• _The problem_: Among the lines below, copy each one in which "expect" appears.

[Excerpts from a dataset]

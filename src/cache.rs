//! Storage contracts, cache keys, the index, and built-in backends.

pub mod file;
pub mod index;
pub mod key;
pub mod memory;
pub mod store;

pub use file::FileBackend;
pub use index::CacheIndex;
pub use key::{CacheKey, INDEX_KEY, NAMESPACE, TokenKind};
pub use memory::MemoryBackend;
pub use store::{CachedEntry, TokenStore};

// self
use crate::_prelude::*;

/// Boxed future returned by [`CacheBackend`] operations.
pub type CacheFuture<'a, T> = Pin<Box<dyn Future<Output = Result<T, CacheError>> + 'a + Send>>;

/// Raw value shape exchanged with backends.
pub type CacheValue = serde_json::Value;

/// Options accepted by [`CacheBackend::set`].
#[derive(Clone, Copy, Debug, Default)]
pub struct SetOptions {
	/// Time-to-live after which the backend must stop returning the entry. `None` stores
	/// the entry without an expiry.
	pub ttl: Option<Duration>,
}
impl SetOptions {
	/// Options carrying the provided time-to-live.
	pub fn with_ttl(ttl: Duration) -> Self {
		Self { ttl: Some(ttl) }
	}
}

/// Storage backend contract implemented by session-scoped, persistent, and in-memory
/// variants, each a drop-in for the others.
///
/// The core assumes nothing beyond these three operations: no iteration, no transactions.
/// TTL expiry enforcement at read time is the backend's responsibility; the token store
/// only computes the TTL it passes to [`set`](Self::set).
pub trait CacheBackend
where
	Self: Send + Sync,
{
	/// Fetches the value stored under `key`, if present and unexpired.
	fn get<'a>(&'a self, key: &'a str) -> CacheFuture<'a, Option<CacheValue>>;

	/// Stores or replaces the value under `key`.
	fn set<'a>(&'a self, key: &'a str, value: CacheValue, options: SetOptions)
	-> CacheFuture<'a, ()>;

	/// Removes the value stored under `key`, if any.
	fn remove<'a>(&'a self, key: &'a str) -> CacheFuture<'a, ()>;
}

/// Error type produced by [`CacheBackend`] implementations and the token store.
#[derive(Clone, Debug, PartialEq, Eq, Serialize, Deserialize, ThisError)]
pub enum CacheError {
	/// Entry (de)serialization failure surfaced by the store.
	#[error("Serialization error: {message}.")]
	Serialization {
		/// Human-readable error payload.
		message: String,
	},
	/// Backend-level failure for the storage engine.
	#[error("Backend failure: {message}.")]
	Backend {
		/// Human-readable error payload.
		message: String,
	},
}
//! Silent OAuth 2.0 / OIDC token acquisition core - cache-first access tokens, PKCE flows, and
//! rotation-safe refresh exchanges for single-page-app style clients.

#![deny(clippy::all, missing_docs, unused_crate_dependencies)]

pub mod auth;
pub mod cache;
pub mod client;
pub mod config;
pub mod error;
pub mod exchange;
pub mod jwt;
pub mod obs;
pub mod pkce;
pub mod query;
#[cfg(any(test, feature = "test"))]
pub mod _preludet {
	//! Convenience re-exports and helpers for integration tests; enabled via `cfg(test)` or the
	//! `test` crate feature.

	pub use crate::_prelude::*;

	// crates.io
	use base64::{Engine as _, engine::general_purpose::URL_SAFE_NO_PAD};
	// self
	use crate::config::ClientConfig;
	#[cfg(feature = "reqwest")]
	use crate::{
		cache::{CacheBackend, MemoryBackend},
		client::Client,
	};

	/// Encodes an unsigned compact token from raw header/payload JSON. The signature segment is
	/// junk; the codec never inspects it.
	pub fn mint_test_jwt(header: &serde_json::Value, payload: &serde_json::Value) -> String {
		let encode = |value: &serde_json::Value| URL_SAFE_NO_PAD.encode(value.to_string());

		format!("{}.{}.sig", encode(header), encode(payload))
	}

	/// Builds a client configuration whose endpoints point at a mock server base URL.
	pub fn test_config(base: &str) -> ClientConfig {
		let url = |path: &str| {
			Url::parse(&format!("{base}{path}")).expect("Test endpoint URL should parse.")
		};

		ClientConfig::builder("client1")
			.issuer(format!("{base}/oauth2/"))
			.authorization_endpoint(url("/oauth2/auth"))
			.token_endpoint(url("/oauth2/token"))
			.logout_endpoint(url("/oauth2/logout"))
			.redirect_uri(url("/callback"))
			.default_audience("myorg.com")
			.default_scope("openid")
			.build()
			.expect("Test client configuration should build successfully.")
	}

	/// Constructs a [`Client`] backed by a fresh in-memory backend and the default reqwest
	/// transport used across integration tests.
	#[cfg(feature = "reqwest")]
	pub fn build_test_client(config: ClientConfig) -> (Client, Arc<MemoryBackend>) {
		let backend = Arc::new(MemoryBackend::default());
		let store_backend: Arc<dyn CacheBackend> = backend.clone();
		let client = Client::new(config, store_backend);

		(client, backend)
	}
}

mod _prelude {
	pub use std::{
		collections::{BTreeMap, HashMap},
		error::Error as StdError,
		fmt::{Debug, Display, Formatter, Result as FmtResult},
		future::Future,
		pin::Pin,
		str::FromStr,
		sync::Arc,
		time::Duration as StdDuration,
	};

	pub use async_lock::Mutex as AsyncMutex;
	pub use parking_lot::{Mutex, RwLock};
	#[cfg(feature = "reqwest")]
	pub use reqwest::Client as ReqwestClient;
	pub use serde::{Deserialize, Serialize};
	pub use thiserror::Error as ThisError;
	pub use time::{Duration, OffsetDateTime};
	pub use url::Url;

	pub use crate::error::{BoxError, Error, Result};
}

#[cfg(feature = "reqwest")] pub use reqwest;
pub use url;
#[cfg(test)] use httpmock as _;
#[cfg(test)] use oidc_silent as _;
//! The stored cache index: audience → scope class → recorded cache keys.

// self
use crate::{_prelude::*, auth::ScopeClass};

/// Index of cache keys present per (audience, scope class) slot.
///
/// Lives under the reserved [`INDEX_KEY`](super::INDEX_KEY) entry. Every key referenced
/// here has (or recently had) a corresponding stored entry; stale references are tolerated
/// as cache misses and pruned on the next successful write for their slot.
#[derive(Clone, Debug, Default, PartialEq, Serialize, Deserialize)]
#[serde(transparent)]
pub struct CacheIndex(BTreeMap<String, BTreeMap<ScopeClass, Vec<String>>>);
impl CacheIndex {
	/// Returns true when no slot records any key.
	pub fn is_empty(&self) -> bool {
		self.0.values().flat_map(|classes| classes.values()).all(Vec::is_empty)
	}

	/// Ordered keys recorded for the (audience, class) slot.
	pub fn keys_for(&self, audience: &str, class: ScopeClass) -> &[String] {
		self.0
			.get(audience)
			.and_then(|classes| classes.get(&class))
			.map(Vec::as_slice)
			.unwrap_or_default()
	}

	/// Merges `key` into the (audience, class) slot, deduplicating while preserving order.
	///
	/// Unrelated audience/class slots are never touched.
	pub fn merge_key(&mut self, audience: &str, class: ScopeClass, key: impl Into<String>) {
		let key = key.into();
		let slot = self.0.entry(audience.to_owned()).or_default().entry(class).or_default();

		if !slot.contains(&key) {
			slot.push(key);
		}
	}

	/// Replaces the (audience, class) slot's key list wholesale; other slots are untouched.
	pub fn replace_slot(&mut self, audience: &str, class: ScopeClass, keys: Vec<String>) {
		self.0.entry(audience.to_owned()).or_default().insert(class, keys);
	}
}

#[cfg(test)]
mod tests {
	// self
	use super::*;

	#[test]
	fn merges_are_non_destructive_across_slots() {
		let mut index = CacheIndex::default();

		index.merge_key("audience-a", ScopeClass::Openid, "key-a");
		index.merge_key("audience-b", ScopeClass::Offline, "key-b");

		assert_eq!(index.keys_for("audience-a", ScopeClass::Openid), ["key-a"]);
		assert_eq!(index.keys_for("audience-b", ScopeClass::Offline), ["key-b"]);
		assert!(index.keys_for("audience-a", ScopeClass::Offline).is_empty());
	}

	#[test]
	fn merges_deduplicate_but_keep_order() {
		let mut index = CacheIndex::default();

		index.merge_key("aud", ScopeClass::Openid, "first");
		index.merge_key("aud", ScopeClass::Openid, "second");
		index.merge_key("aud", ScopeClass::Openid, "first");

		assert_eq!(index.keys_for("aud", ScopeClass::Openid), ["first", "second"]);
	}

	#[test]
	fn replace_slot_leaves_other_classes_alone() {
		let mut index = CacheIndex::default();

		index.merge_key("aud", ScopeClass::Openid, "live");
		index.merge_key("aud", ScopeClass::Offline, "other");
		index.replace_slot("aud", ScopeClass::Openid, vec!["pruned".into()]);

		assert_eq!(index.keys_for("aud", ScopeClass::Openid), ["pruned"]);
		assert_eq!(index.keys_for("aud", ScopeClass::Offline), ["other"]);
	}

	#[test]
	fn serializes_with_lowercase_class_labels() {
		let mut index = CacheIndex::default();

		index.merge_key("myorg.com", ScopeClass::Openid, "k");

		let payload = serde_json::to_value(&index).expect("Index should serialize to JSON.");

		assert_eq!(payload["myorg.com"]["openid"][0], "k");
	}
}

• _Problem solution_:
			Url::parse(&format!("{base}{path}")).expect("Test endpoint URL should parse.")
			.expect("Test client configuration should build successfully.")
		let payload = serde_json::to_value(&index).expect("Index should serialize to JSON.");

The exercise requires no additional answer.